LAHORE, March 9: Pakistan has all but ruled out the 'independent analyses' in some other country as demanded by the Australian Wheat Board (AWB) and the Ministry of Agriculture not merely because "there is no provision for such a test in the contract for importing wheat but also because the laboratories where the Australian wheat was tested have state of the art facilities."

A senior official who was associated with the tests on the Australian wheat, dismissed the criticism of Pakistan's facilities for analyzing the shipment told Dawn that the labs where tests were carried out "are comparable with the best such facilities anywhere."

The official, who did no want to be named, told Dawn that Pakistan's findings were supplemented by the research papers of Australian scientists dating to 1998. The papers were downloaded during the analyses. The research did not rule out the presence of karnal bunt in the Australian wheat.

The Australian scientists are said to have argued that the evidence related to fungus on rye crop in wheat fields but that, the official said, confirmed rather than countered Pakistan's conclusions.

Spores from sample extract were shown to the Australian scientists on microscope. That left no doubt whatsoever about the veracity of analyses conducted by Pakistan's scientists.

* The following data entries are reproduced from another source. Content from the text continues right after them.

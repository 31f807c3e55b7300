pub mod metrics;
pub mod migrator;
pub mod provisioner;
pub mod seeder;
pub mod tenancy;
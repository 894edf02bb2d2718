//! Error types for trie operations.

use dpos_storage::StorageError;
use thiserror::Error;

use crate::node::Hash256;

/// Result type for trie operations.
pub type MptResult<T> = std::result::Result<T, MptError>;

/// Errors that can occur during trie operations.
#[derive(Error, Debug)]
pub enum MptError {
    /// A persisted node referenced by hash is absent from the store.
    #[error("trie node not found: {hash}")]
    MissingNode {
        /// Hex-encoded hash of the missing node.
        hash: String,
    },

    /// A persisted node failed to deserialize, or the trie shape does not
    /// match the key being traversed.
    #[error("corrupt trie: {message}")]
    Corrupt {
        /// What was malformed.
        message: String,
    },

    /// Failure in the underlying key-value store.
    #[error("trie storage failure: {0}")]
    Storage(#[from] StorageError),
}

impl MptError {
    /// Create a missing-node error.
    pub fn missing_node(hash: &Hash256) -> Self {
        Self::MissingNode {
            hash: hex::encode(hash),
        }
    }

    /// Create a corruption error.
    pub fn corrupt<M: Into<String>>(message: M) -> Self {
        Self::Corrupt {
            message: message.into(),
        }
    }
}

#[cfg(test)]
mod tests {
    use super::*;

    #[test]
    fn test_missing_node_display() {
        let err = MptError::missing_node(&[0xab; 32]);
        assert!(err.to_string().contains("abab"));
    }

    #[test]
    fn test_storage_error_wrapping() {
        let err: MptError = StorageError::backend("disk gone").into();
        assert!(err.to_string().contains("disk gone"));
    }
}
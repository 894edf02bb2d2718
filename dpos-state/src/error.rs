//! Error types for the state factory.

use dpos_mpt::MptError;
use dpos_storage::StorageError;
use thiserror::Error;

/// Result type for state operations.
pub type StateResult<T> = std::result::Result<T, StateError>;

/// Errors that can occur during state operations.
#[derive(Debug, Error)]
pub enum StateError {
    /// The sender's balance does not cover the transferred amount.
    #[error("not enough balance")]
    InsufficientBalance,

    /// No account exists for the address.
    #[error("account does not exist: {0}")]
    AccountNotFound(String),

    /// An account already exists where one was being created.
    #[error("account already exists: {0}")]
    AccountCollision(String),

    /// State serialization failed.
    #[error("failed to encode state: {0}")]
    Encoding(String),

    /// State deserialization failed.
    #[error("failed to decode state: {0}")]
    Decoding(String),

    /// The address does not identify a contract.
    #[error("contract does not exist: {0}")]
    ContractNotFound(String),

    /// Failure in the trie or key-value layer.
    #[error("storage failure while {context}: {message}")]
    Storage {
        /// What the factory was doing.
        context: String,
        /// Underlying cause.
        message: String,
    },

    /// Invalid factory configuration.
    #[error("invalid configuration: {0}")]
    Config(String),

    /// No candidate archive exists at the height.
    #[error("no candidate archive at height {0}")]
    HeightNotFound(u64),

    /// A lifecycle operation was used before `start`.
    #[error("state factory is not started")]
    NotStarted,
}

impl StateError {
    /// Create a storage error with a human-readable context.
    pub fn storage<C: Into<String>, M: ToString>(context: C, cause: M) -> Self {
        Self::Storage {
            context: context.into(),
            message: cause.to_string(),
        }
    }
}

impl From<StorageError> for StateError {
    fn from(err: StorageError) -> Self {
        StateError::storage("accessing key-value store", err)
    }
}

impl From<MptError> for StateError {
    fn from(err: MptError) -> Self {
        StateError::storage("accessing state trie", err)
    }
}
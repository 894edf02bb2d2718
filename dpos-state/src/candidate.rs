//! Delegate candidates and their deterministic ordering.

use std::cmp::Ordering;
use std::collections::HashMap;

use num_bigint::BigInt;
use num_traits::Zero;
use serde::{Deserialize, Serialize};

/// A self-nominated account eligible for delegate selection.
#[derive(Debug, Clone, PartialEq, Eq, Serialize, Deserialize)]
pub struct Candidate {
    /// Account address.
    pub address: String,
    /// Public key supplied with the self-nomination.
    pub public_key: Vec<u8>,
    /// Aggregated voting weight.
    pub votes: BigInt,
    /// Height of the block that self-nominated this account.
    pub creation_height: u64,
    /// Height of the last weight update.
    pub last_update_height: u64,
}

impl Candidate {
    /// Creates a candidate at its self-nomination height.
    pub fn new(address: String, public_key: Vec<u8>, creation_height: u64) -> Self {
        Self {
            address,
            public_key,
            votes: BigInt::zero(),
            creation_height,
            last_update_height: creation_height,
        }
    }
}

// Total order over candidates: most votes first, then earliest
// nomination, then lexicographic address.
fn compare(a: &Candidate, b: &Candidate) -> Ordering {
    b.votes
        .cmp(&a.votes)
        .then_with(|| a.creation_height.cmp(&b.creation_height))
        .then_with(|| a.address.cmp(&b.address))
}

/// Sorts candidates by the canonical total order.
pub fn sort_candidates(candidates: &mut [Candidate]) {
    candidates.sort_by(compare);
}

/// Indexes a candidate list by address.
pub fn candidates_to_map(candidates: Vec<Candidate>) -> HashMap<String, Candidate> {
    candidates
        .into_iter()
        .map(|candidate| (candidate.address.clone(), candidate))
        .collect()
}

/// Flattens the live pool back into a list; order is unspecified, callers
/// sort before use.
pub fn map_to_candidates(pool: &HashMap<String, Candidate>) -> Vec<Candidate> {
    pool.values().cloned().collect()
}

He said that the best pathologists from all over the country were associated with exercise that was undertaken with the sole intention of ascertaining the quality of the imported wheat.

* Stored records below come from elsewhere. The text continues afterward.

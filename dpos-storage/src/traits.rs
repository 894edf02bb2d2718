//! Storage trait definitions.
//!
//! The [`KvStore`] trait is the only interface higher layers use to touch
//! persistence; backends implement it with interior mutability so a store
//! can be shared behind an `Arc` by the tries and the state factory.

use crate::batch::WriteBatch;
use crate::error::StorageResult;

/// Namespaced key-value store.
///
/// Keys live inside string namespaces; the same key bytes in two
/// namespaces address two independent entries.
pub trait KvStore: Send + Sync {
    /// Reads the value stored under `key` in `namespace`.
    ///
    /// Returns `Ok(None)` when the key is absent; a missing key is not an
    /// error at this layer.
    fn get(&self, namespace: &str, key: &[u8]) -> StorageResult<Option<Vec<u8>>>;

    /// Inserts or overwrites `key` with `value` in `namespace`.
    fn put(&self, namespace: &str, key: &[u8], value: &[u8]) -> StorageResult<()>;

    /// Removes `key` from `namespace`. Removing an absent key is a no-op.
    fn delete(&self, namespace: &str, key: &[u8]) -> StorageResult<()>;

    /// Applies all operations in `batch` as a single atomic write.
    fn write_batch(&self, batch: WriteBatch) -> StorageResult<()>;

    /// Checks if a key exists.
    fn contains(&self, namespace: &str, key: &[u8]) -> StorageResult<bool> {
        Ok(self.get(namespace, key)?.is_some())
    }
}
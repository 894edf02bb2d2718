//! # DPoS Storage
//!
//! Namespaced key-value storage for the DPoS node.
//!
//! This crate is the single home for byte-blob persistence. Everything the
//! node writes to disk goes through the [`KvStore`] trait, so higher layers
//! (the state tries, the state factory) never depend on a concrete backend.
//!
//! ## Core components
//!
//! - [`KvStore`]: namespaced get/put/delete plus atomic batch writes
//! - [`WriteBatch`]: ordered set of mutations applied in one backend write
//! - [`MemoryStore`]: in-process `HashMap` backend for tests and ephemeral chains
//! - [`RocksStore`]: RocksDB backend for persistent chains
//!
//! Namespaces are plain strings (`"Account"`, `"Candidate"`, `"Contract"`);
//! backends are free to map them to whatever physical layout they like, as
//! long as keys in different namespaces never collide.

mod batch;
mod error;
mod memory;
mod rocks;
mod traits;

pub use batch::{BatchOp, WriteBatch};
pub use error::{StorageError, StorageResult};
pub use memory::MemoryStore;
pub use rocks::RocksStore;
pub use traits::KvStore;
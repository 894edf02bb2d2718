//! # DPoS State
//!
//! The authoritative, trie-backed world-state engine of the node.
//!
//! The [`StateFactory`] owns the mapping from account addresses to account
//! records, from contract addresses to code and storage, and from block
//! heights to delegate-candidate rosters. Per block it applies validated
//! actions (transfers, votes, executions) to cached in-memory views, then
//! batch-commits the mutations into two Merkle Patricia tries — the
//! account trie and the candidate trie — and persists their roots and the
//! new chain height.
//!
//! ## Core components
//!
//! - [`StateFactory`]: orchestration, lifecycle, and the public operations
//! - [`Account`]: the record stored in the account trie
//! - [`Contract`]: an account paired with its storage trie for the block
//! - [`Candidate`]: the delegate pool entry, archived per height
//! - [`codec`]: canonical binary encodings committed into the tries
//! - [`Transfer`] / [`Vote`] / [`Execution`]: validated actions
//!
//! The factory is single-writer: one block processor mutates it at a time,
//! and every operation blocks on the underlying store. Reads of committed
//! state ([`StateFactory::state`], [`StateFactory::balance`],
//! [`StateFactory::candidates_by_height`]) go straight to the tries.

pub mod account;
pub mod action;
pub mod address;
pub mod candidate;
pub mod codec;
pub mod config;
pub mod contract;
pub mod error;
pub mod factory;

pub use account::Account;
pub use action::{Execution, Transfer, Vote};
pub use address::AddrHash;
pub use candidate::Candidate;
pub use config::{Config, DEFAULT_NUM_CANDIDATES};
pub use contract::Contract;
pub use error::{StateError, StateResult};
pub use factory::{StateFactory, TrieOpts};
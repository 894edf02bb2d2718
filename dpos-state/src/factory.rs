//! The state factory: applies block actions to cached state and
//! batch-commits the result into the account and candidate tries.

use std::collections::HashMap;
use std::sync::Arc;

use num_bigint::{BigInt, BigUint};
use num_traits::Zero;
use tracing::{debug, info, warn};

use dpos_mpt::{Hash256, Trie, EMPTY_ROOT};
use dpos_storage::{KvStore, MemoryStore, RocksStore};

use crate::account::Account;
use crate::action::{Execution, Transfer, Vote};
use crate::address::{self, AddrHash};
use crate::candidate::{candidates_to_map, map_to_candidates, sort_candidates, Candidate};
use crate::codec;
use crate::config::Config;
use crate::contract::Contract;
use crate::error::{StateError, StateResult};

/// Namespace of the account trie and the height/root records.
pub const NS_ACCOUNT: &str = "Account";
/// Namespace of the candidate trie.
pub const NS_CANDIDATE: &str = "Candidate";
/// Namespace of all contract storage tries.
pub const NS_CONTRACT: &str = "Contract";

/// Key of the persisted account-trie root.
pub const KEY_ACCOUNT_TRIE_ROOT: &[u8] = b"AccountTrieRoot";
/// Key of the persisted candidate-trie root.
pub const KEY_CANDIDATE_TRIE_ROOT: &[u8] = b"CandidateTrieRoot";
/// Key of the persisted chain height (8 bytes, big-endian).
pub const KEY_CURRENT_HEIGHT: &[u8] = b"CurrentHeight";

/// How the factory obtains its account trie. Exactly one option is chosen
/// at construction.
pub enum TrieOpts {
    /// Use a trie the caller already opened.
    Precreated(Trie),
    /// Open a RocksDB store at `Config::trie_db_path`.
    Default,
    /// Ephemeral in-memory store.
    InMemory,
}

/// The authoritative world-state engine.
///
/// A single writer (the block processor) drives the factory: actions
/// mutate the in-memory caches, then [`StateFactory::commit_state_changes`]
/// flushes everything into the tries and persists the new roots and
/// height. Reads of committed state go straight to the account trie.
pub struct StateFactory {
    current_height: u64,
    num_candidates: usize,
    cached_candidates: HashMap<String, Candidate>,
    cached_accounts: HashMap<String, Account>,
    cached_contracts: HashMap<AddrHash, Contract>,
    account_trie: Trie,
    candidate_trie: Option<Trie>,
    db: Arc<dyn KvStore>,
}
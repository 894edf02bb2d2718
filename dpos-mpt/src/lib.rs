//! # DPoS MPT
//!
//! Merkle Patricia trie over a namespaced key-value store.
//!
//! The trie maps byte keys to byte values and commits its nodes into a
//! [`dpos_storage::KvStore`] namespace, content-addressed by node hash.
//! The root hash is a cryptographic commitment to the full key/value set:
//! two tries holding the same entries have the same root, regardless of
//! insertion order.
//!
//! ## Usage
//!
//! ```rust
//! use std::sync::Arc;
//! use dpos_mpt::{Trie, EMPTY_ROOT};
//! use dpos_storage::MemoryStore;
//!
//! let db = Arc::new(MemoryStore::new());
//! let mut trie = Trie::new(db.clone(), "Account", EMPTY_ROOT).unwrap();
//! trie.upsert(b"key00000", b"value").unwrap();
//! let root = trie.commit().unwrap();
//!
//! // reopen at the committed root
//! let mut reopened = Trie::new(db, "Account", root).unwrap();
//! assert_eq!(reopened.get(b"key00000").unwrap(), Some(b"value".to_vec()));
//! ```
//!
//! Keys within one trie are expected to share a common length (address
//! hashes, block heights); a key that is a strict prefix of another key is
//! rejected as corrupt.

mod error;
mod helper;
mod node;
mod trie;

pub use error::{MptError, MptResult};
pub use helper::{common_prefix_length, from_nibbles, to_nibbles};
pub use node::{Hash256, EMPTY_ROOT, ZERO_HASH};
pub use trie::Trie;
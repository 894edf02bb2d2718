//! Validated actions consumed by the state factory.
//!
//! Wire format, signatures, and mempool admission happen upstream; by the
//! time an action reaches the factory it is assumed structurally valid.

use num_bigint::BigUint;

/// Token transfer between two accounts.
#[derive(Debug, Clone, PartialEq, Eq)]
pub struct Transfer {
    /// Sender address; ignored for coinbase transfers.
    pub sender: String,
    /// Recipient address.
    pub recipient: String,
    /// Transferred amount.
    pub amount: BigUint,
    /// Sender nonce claimed by the transfer.
    pub nonce: u64,
    /// Block-reward transfer; mints without a sender debit.
    pub is_coinbase: bool,
    /// The transfer targets a contract and is settled by the VM instead.
    pub contract_call: bool,
}

impl Transfer {
    /// Plain transfer between two accounts.
    pub fn new(sender: &str, recipient: &str, amount: BigUint, nonce: u64) -> Self {
        Self {
            sender: sender.to_string(),
            recipient: recipient.to_string(),
            amount,
            nonce,
            is_coinbase: false,
            contract_call: false,
        }
    }

    /// Block-reward transfer.
    pub fn coinbase(recipient: &str, amount: BigUint) -> Self {
        Self {
            sender: String::new(),
            recipient: recipient.to_string(),
            amount,
            nonce: 0,
            is_coinbase: true,
            contract_call: false,
        }
    }

    /// True when the transfer is settled through the contract store.
    pub fn is_contract_call(&self) -> bool {
        self.contract_call
    }
}

/// A vote, unvote, or self-nomination.
#[derive(Debug, Clone, PartialEq, Eq)]
pub struct Vote {
    /// Voting account.
    pub voter: String,
    /// Endorsed address; empty revokes the vote, the voter's own address
    /// self-nominates.
    pub votee: String,
    /// Voter nonce claimed by the vote.
    pub nonce: u64,
    /// Voter's public key, recorded on self-nomination.
    pub voter_public_key: Vec<u8>,
}

impl Vote {
    /// Vote for `votee`.
    pub fn new(voter: &str, votee: &str, nonce: u64, voter_public_key: &[u8]) -> Self {
        Self {
            voter: voter.to_string(),
            votee: votee.to_string(),
            nonce,
            voter_public_key: voter_public_key.to_vec(),
        }
    }

    /// Revoke the voter's active vote.
    pub fn unvote(voter: &str, nonce: u64) -> Self {
        Self::new(voter, "", nonce, &[])
    }
}

/// Contract execution; the VM applies its effects through the contract
/// store, the factory only advances the executor's nonce.
#[derive(Debug, Clone, PartialEq, Eq)]
pub struct Execution {
    /// Executing account.
    pub executor: String,
    /// Target contract address.
    pub contract: String,
    /// Executor nonce claimed by the execution.
    pub nonce: u64,
    /// Call data handed to the VM.
    pub data: Vec<u8>,
}

impl Execution {
    /// Execution of `contract` by `executor`.
    pub fn new(executor: &str, contract: &str, nonce: u64, data: &[u8]) -> Self {
        Self {
            executor: executor.to_string(),
            contract: contract.to_string(),
            nonce,
            data: data.to_vec(),
        }
    }
}

#[cfg(test)]
mod tests {
    use super::*;
    use num_traits::Zero;

    #[test]
    fn test_coinbase_has_no_sender() {
        let tx = Transfer::coinbase("recipient", BigUint::from(5u32));
        assert!(tx.is_coinbase);
        assert!(tx.sender.is_empty());
        assert!(!tx.is_contract_call());
    }

    #[test]
    fn test_unvote_has_empty_votee() {
        let vote = Vote::unvote("voter", 3);
        assert!(vote.votee.is_empty());
        assert!(vote.voter_public_key.is_empty());
    }

    #[test]
    fn test_transfer_defaults() {
        let tx = Transfer::new("a", "b", BigUint::zero(), 1);
        assert!(!tx.is_coinbase);
        assert!(!tx.contract_call);
    }
}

Meanwhile, a Prime Minister House source said that if ministers or any other senior representatives of the Australian government wished to meet the Prime Minister, Mir Zafarullah Jamali, they would be accommodated but he did not say if a request had been received so far.

The official said that this was the first time that any food import had been tested in Pakistan. This was done because Pakistan's wheat exports to Iraq and Iran were subjected to strict analyses by these countries when Pakistan exported surplus wheat after the bumper crop of 1999-2000.

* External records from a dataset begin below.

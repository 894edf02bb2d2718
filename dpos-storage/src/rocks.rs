//! RocksDB storage backend.

use std::path::Path;

use rocksdb::{Options, DB};
use tracing::{debug, info};

use crate::batch::{BatchOp, WriteBatch};
use crate::error::{StorageError, StorageResult};
use crate::traits::KvStore;

// Namespace and key are joined with a separator that never appears in
// namespace names.
const SEPARATOR: u8 = b'/';

/// Persistent [`KvStore`] backed by a single RocksDB database.
///
/// Namespaces are mapped to key prefixes (`<namespace>/<key>`), so one
/// database file holds every namespace of the node.
pub struct RocksStore {
    db: DB,
}

impl RocksStore {
    /// Opens (or creates) a database at `path`.
    pub fn open<P: AsRef<Path>>(path: P) -> StorageResult<Self> {
        let path = path.as_ref();
        info!(target: "dpos::storage", path = %path.display(), "opening rocksdb store");

        let mut opts = Options::default();
        opts.create_if_missing(true);
        opts.set_level_compaction_dynamic_level_bytes(true);

        let db = DB::open(&opts, path)
            .map_err(|e| StorageError::open(path.display().to_string(), e.to_string()))?;
        Ok(Self { db })
    }

    fn full_key(namespace: &str, key: &[u8]) -> Vec<u8> {
        let mut full = Vec::with_capacity(namespace.len() + 1 + key.len());
        full.extend_from_slice(namespace.as_bytes());
        full.push(SEPARATOR);
        full.extend_from_slice(key);
        full
    }
}

impl KvStore for RocksStore {
    fn get(&self, namespace: &str, key: &[u8]) -> StorageResult<Option<Vec<u8>>> {
        self.db
            .get(Self::full_key(namespace, key))
            .map_err(|e| StorageError::backend(e.to_string()))
    }

    fn put(&self, namespace: &str, key: &[u8], value: &[u8]) -> StorageResult<()> {
        debug!(
            target: "dpos::storage",
            namespace,
            key = %hex::encode(&key[..key.len().min(8)]),
            value_len = value.len(),
            "put"
        );
        self.db
            .put(Self::full_key(namespace, key), value)
            .map_err(|e| StorageError::backend(e.to_string()))
    }

    fn delete(&self, namespace: &str, key: &[u8]) -> StorageResult<()> {
        self.db
            .delete(Self::full_key(namespace, key))
            .map_err(|e| StorageError::backend(e.to_string()))
    }

    fn write_batch(&self, batch: WriteBatch) -> StorageResult<()> {
        let mut wb = rocksdb::WriteBatch::default();
        for op in batch.ops() {
            match op {
                BatchOp::Put {
                    namespace,
                    key,
                    value,
                } => wb.put(Self::full_key(namespace, key), value),
                BatchOp::Delete { namespace, key } => wb.delete(Self::full_key(namespace, key)),
            }
        }
        debug!(target: "dpos::storage", ops = batch.len(), "writing batch");
        self.db
            .write(wb)
            .map_err(|e| StorageError::backend(e.to_string()))
    }
}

He said that after that experience, President General Pervez Musharraf issued instructions that Pakistan should also establish quality laboratories and that were set up in National Agriculture Research Council (NARC) under his personal orders. He asserted that Pakistan's facilities were of the highest level.

Dawn was told that in the past, wheat imports were checked by experts by picking up a handful of grains and subjecting the material to a close personal scrutiny. He said that Australian wheat would not pass even such a test because 'it looked low quality even to the naked eye'.